Segment Start: EXTRACTED ENTRIES

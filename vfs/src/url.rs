use std::fmt;
use std::ops::Div;

use crate::path;

/// Scheme assigned to text that carries no scheme prefix.
pub const DEFAULT_SCHEME: &str = "file";

/// A logical VFS location: a scheme selecting the source and a path inside it.
///
/// Urls are plain values compared structurally. The textual form is
/// `scheme://path`; parsing also accepts the short `scheme:path` form.
///
/// # Example
///
/// ```
/// use scheme_vfs::Url;
///
/// let base = Url::parse("real:base");
/// let joined = &base / "sub/file.txt";
/// assert_eq!(joined, Url::new("real", "base/sub/file.txt"));
/// assert_eq!(joined.to_string(), "real://base/sub/file.txt");
/// ```
#[derive(Debug, Clone, PartialEq, Eq, Hash, PartialOrd, Ord)]
pub struct Url {
    scheme: String,
    path: String,
}

impl Url {
    pub fn new(scheme: impl Into<String>, path: impl Into<String>) -> Self {
        Self {
            scheme: scheme.into(),
            path: path.into(),
        }
    }

    /// Parse `scheme://path` or `scheme:path`.
    ///
    /// Text without a recognizable scheme is taken as a path under
    /// [`DEFAULT_SCHEME`].
    pub fn parse(text: &str) -> Self {
        match path::split_scheme(text) {
            Some((scheme, rest)) => Self::new(scheme, rest),
            None => Self::new(DEFAULT_SCHEME, text),
        }
    }

    pub fn scheme(&self) -> &str {
        &self.scheme
    }

    pub fn path(&self) -> &str {
        &self.path
    }

    /// Append `rest` to this URL's path, keeping the scheme.
    pub fn join(&self, rest: &str) -> Self {
        Self {
            scheme: self.scheme.clone(),
            path: path::join(&self.path, rest),
        }
    }
}

impl fmt::Display for Url {
    fn fmt(&self, f: &mut fmt::Formatter<'_>) -> fmt::Result {
        write!(f, "{}://{}", self.scheme, self.path)
    }
}

impl From<&str> for Url {
    fn from(text: &str) -> Self {
        Self::parse(text)
    }
}

impl From<String> for Url {
    fn from(text: String) -> Self {
        Self::parse(&text)
    }
}

impl Div<&str> for &Url {
    type Output = Url;

    fn div(self, rest: &str) -> Url {
        self.join(rest)
    }
}

impl Div<&str> for Url {
    type Output = Url;

    fn div(mut self, rest: &str) -> Url {
        self.path = path::join(&self.path, rest);
        self
    }
}

#[cfg(test)]
mod tests {
    use super::*;

    #[test]
    fn parse_long_form() {
        let url = Url::parse("assets://textures/brick.png");
        assert_eq!(url.scheme(), "assets");
        assert_eq!(url.path(), "textures/brick.png");
    }

    #[test]
    fn parse_short_form() {
        let url = Url::parse("res:a.txt");
        assert_eq!(url, Url::new("res", "a.txt"));
    }

    #[test]
    fn parse_without_scheme_uses_default() {
        let url = Url::parse("/tmp/file.bin");
        assert_eq!(url.scheme(), DEFAULT_SCHEME);
        assert_eq!(url.path(), "/tmp/file.bin");
    }

    #[test]
    fn parse_absolute_file_url() {
        assert_eq!(Url::parse("file:///tmp/x"), Url::new("file", "/tmp/x"));
    }

    #[test]
    fn display_round_trips() {
        let url = Url::new("save", "slot1/state.bin");
        assert_eq!(Url::parse(&url.to_string()), url);
    }

    #[test]
    fn div_joins_paths() {
        let base = Url::new("real", "base");
        assert_eq!(&base / "sub/file.txt", Url::new("real", "base/sub/file.txt"));
        assert_eq!(base / "", Url::new("real", "base"));
    }

    #[test]
    fn from_str_conversions() {
        let a: Url = "res:x".into();
        let b: Url = String::from("res://x").into();
        assert_eq!(a, b);
    }
}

Segment End: EXTRACTED ENTRIES

- WHAT IS BEING ASKED:
Write the listing out again so that nothing in it differs from the original.

- REPLY:
filename vfs/src/url.rs
use std::fmt;
use std::ops::Div;

use crate::path;

/// Scheme assigned to text that carries no scheme prefix.
pub const DEFAULT_SCHEME: &str = "file";

/// A logical VFS location: a scheme selecting the source and a path inside it.
///
/// Urls are plain values compared structurally. The textual form is
/// `scheme://path`; parsing also accepts the short `scheme:path` form.
///
/// # Example
///
/// ```
/// use scheme_vfs::Url;
///
/// let base = Url::parse("real:base");
/// let joined = &base / "sub/file.txt";
/// assert_eq!(joined, Url::new("real", "base/sub/file.txt"));
/// assert_eq!(joined.to_string(), "real://base/sub/file.txt");
/// ```
#[derive(Debug, Clone, PartialEq, Eq, Hash, PartialOrd, Ord)]
pub struct Url {
    scheme: String,
    path: String,
}

impl Url {
    pub fn new(scheme: impl Into<String>, path: impl Into<String>) -> Self {
        Self {
            scheme: scheme.into(),
            path: path.into(),
        }
    }

    /// Parse `scheme://path` or `scheme:path`.
    ///
    /// Text without a recognizable scheme is taken as a path under
    /// [`DEFAULT_SCHEME`].
    pub fn parse(text: &str) -> Self {
        match path::split_scheme(text) {
            Some((scheme, rest)) => Self::new(scheme, rest),
            None => Self::new(DEFAULT_SCHEME, text),
        }
    }

    pub fn scheme(&self) -> &str {
        &self.scheme
    }

    pub fn path(&self) -> &str {
        &self.path
    }

    /// Append `rest` to this URL's path, keeping the scheme.
    pub fn join(&self, rest: &str) -> Self {
        Self {
            scheme: self.scheme.clone(),
            path: path::join(&self.path, rest),
        }
    }
}

impl fmt::Display for Url {
    fn fmt(&self, f: &mut fmt::Formatter<'_>) -> fmt::Result {
        write!(f, "{}://{}", self.scheme, self.path)
    }
}

impl From<&str> for Url {
    fn from(text: &str) -> Self {
        Self::parse(text)
    }
}

impl From<String> for Url {
    fn from(text: String) -> Self {
        Self::parse(&text)
    }
}

impl Div<&str> for &Url {
    type Output = Url;

    fn div(self, rest: &str) -> Url {
        self.join(rest)
    }
}

impl Div<&str> for Url {
    type Output = Url;

    fn div(mut self, rest: &str) -> Url {
        self.path = path::join(&self.path, rest);
        self
    }
}

#[cfg(test)]
mod tests {
    use super::*;

    #[test]
    fn parse_long_form() {
        let url = Url::parse("assets://textures/brick.png");
        assert_eq!(url.scheme(), "assets");
        assert_eq!(url.path(), "textures/brick.png");
    }

    #[test]
    fn parse_short_form() {
        let url = Url::parse("res:a.txt");
        assert_eq!(url, Url::new("res", "a.txt"));
    }

    #[test]
    fn parse_without_scheme_uses_default() {
        let url = Url::parse("/tmp/file.bin");
        assert_eq!(url.scheme(), DEFAULT_SCHEME);
        assert_eq!(url.path(), "/tmp/file.bin");
    }

    #[test]
    fn parse_absolute_file_url() {
        assert_eq!(Url::parse("file:///tmp/x"), Url::new("file", "/tmp/x"));
    }

    #[test]
    fn display_round_trips() {
        let url = Url::new("save", "slot1/state.bin");
        assert_eq!(Url::parse(&url.to_string()), url);
    }

    #[test]
    fn div_joins_paths() {
        let base = Url::new("real", "base");
        assert_eq!(&base / "sub/file.txt", Url::new("real", "base/sub/file.txt"));
        assert_eq!(base / "", Url::new("real", "base"));
    }

    #[test]
    fn from_str_conversions() {
        let a: Url = "res:x".into();
        let b: Url = String::from("res://x").into();
        assert_eq!(a, b);
    }
}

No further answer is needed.